//! Tool group definitions.
//!
//! Groups are shorthands for sets of related tools, referenced with
//! `group:name` syntax.

/// Tool names for a group (without the `group:` prefix).
pub fn group_tools(group: &str) -> Option<&'static [&'static str]> {
    let tools: &'static [&'static str] = match group {
        "fs" => &["read_file", "write_file", "list_dir"],
        "runtime" => &["exec"],
        "web" => &["web_search", "web_fetch"],
        "messaging" => &["message"],
        "sessions" => &["spawn"],
        "automation" => &["cron"],
        _ => return None,
    };
    Some(tools)
}

/// What a background subagent may use. Never messaging or spawning.
pub const SUBAGENT_TOOLS: &[&str] = &["group:fs", "group:runtime", "group:web"];

/// Expand a single name that may be a `group:xxx` reference.
///
/// Unknown groups and plain names are returned as-is.
pub fn expand_name(name: &str) -> Vec<String> {
    if let Some(group) = name.strip_prefix("group:") {
        if let Some(tools) = group_tools(group) {
            return tools.iter().map(|s| s.to_string()).collect();
        }
    }
    vec![name.to_string()]
}

/// Expand a list of names, resolving any `group:xxx` references.
pub fn expand_names<S: AsRef<str>>(names: &[S]) -> Vec<String> {
    names
        .iter()
        .flat_map(|name| expand_name(name.as_ref()))
        .collect()
}

#[cfg(test)]
mod tests {
    use super::*;

    #[test]
    fn test_expand_group() {
        assert_eq!(
            expand_name("group:fs"),
            vec!["read_file", "write_file", "list_dir"]
        );
    }

    #[test]
    fn test_expand_unknown_group() {
        assert_eq!(expand_name("group:nonexistent"), vec!["group:nonexistent"]);
    }

    #[test]
    fn test_expand_names_mixed() {
        let expanded = expand_names(&["group:web", "exec"]);
        assert_eq!(expanded, vec!["web_search", "web_fetch", "exec"]);
    }

    #[test]
    fn test_subagent_tools_exclude_messaging_and_spawn() {
        let tools = expand_names(SUBAGENT_TOOLS);
        assert_eq!(tools.len(), 6);
        assert!(!tools.iter().any(|t| t == "message" || t == "spawn" || t == "cron"));
    }
}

----------

● Instructions to follow:
Starting at the line above that holds "#[cfg(test)]" and ending at the line that holds "assert_eq!(tools.len(), 6);", transcribe each line exactly and include no other lines.

● Exercise answer:
#[cfg(test)]
mod tests {
    use super::*;

    #[test]
    fn test_expand_group() {
        assert_eq!(
            expand_name("group:fs"),
            vec!["read_file", "write_file", "list_dir"]
        );
    }

    #[test]
    fn test_expand_unknown_group() {
        assert_eq!(expand_name("group:nonexistent"), vec!["group:nonexistent"]);
    }

    #[test]
    fn test_expand_names_mixed() {
        let expanded = expand_names(&["group:web", "exec"]);
        assert_eq!(expanded, vec!["web_search", "web_fetch", "exec"]);
    }

    #[test]
    fn test_subagent_tools_exclude_messaging_and_spawn() {
        let tools = expand_names(SUBAGENT_TOOLS);
        assert_eq!(tools.len(), 6);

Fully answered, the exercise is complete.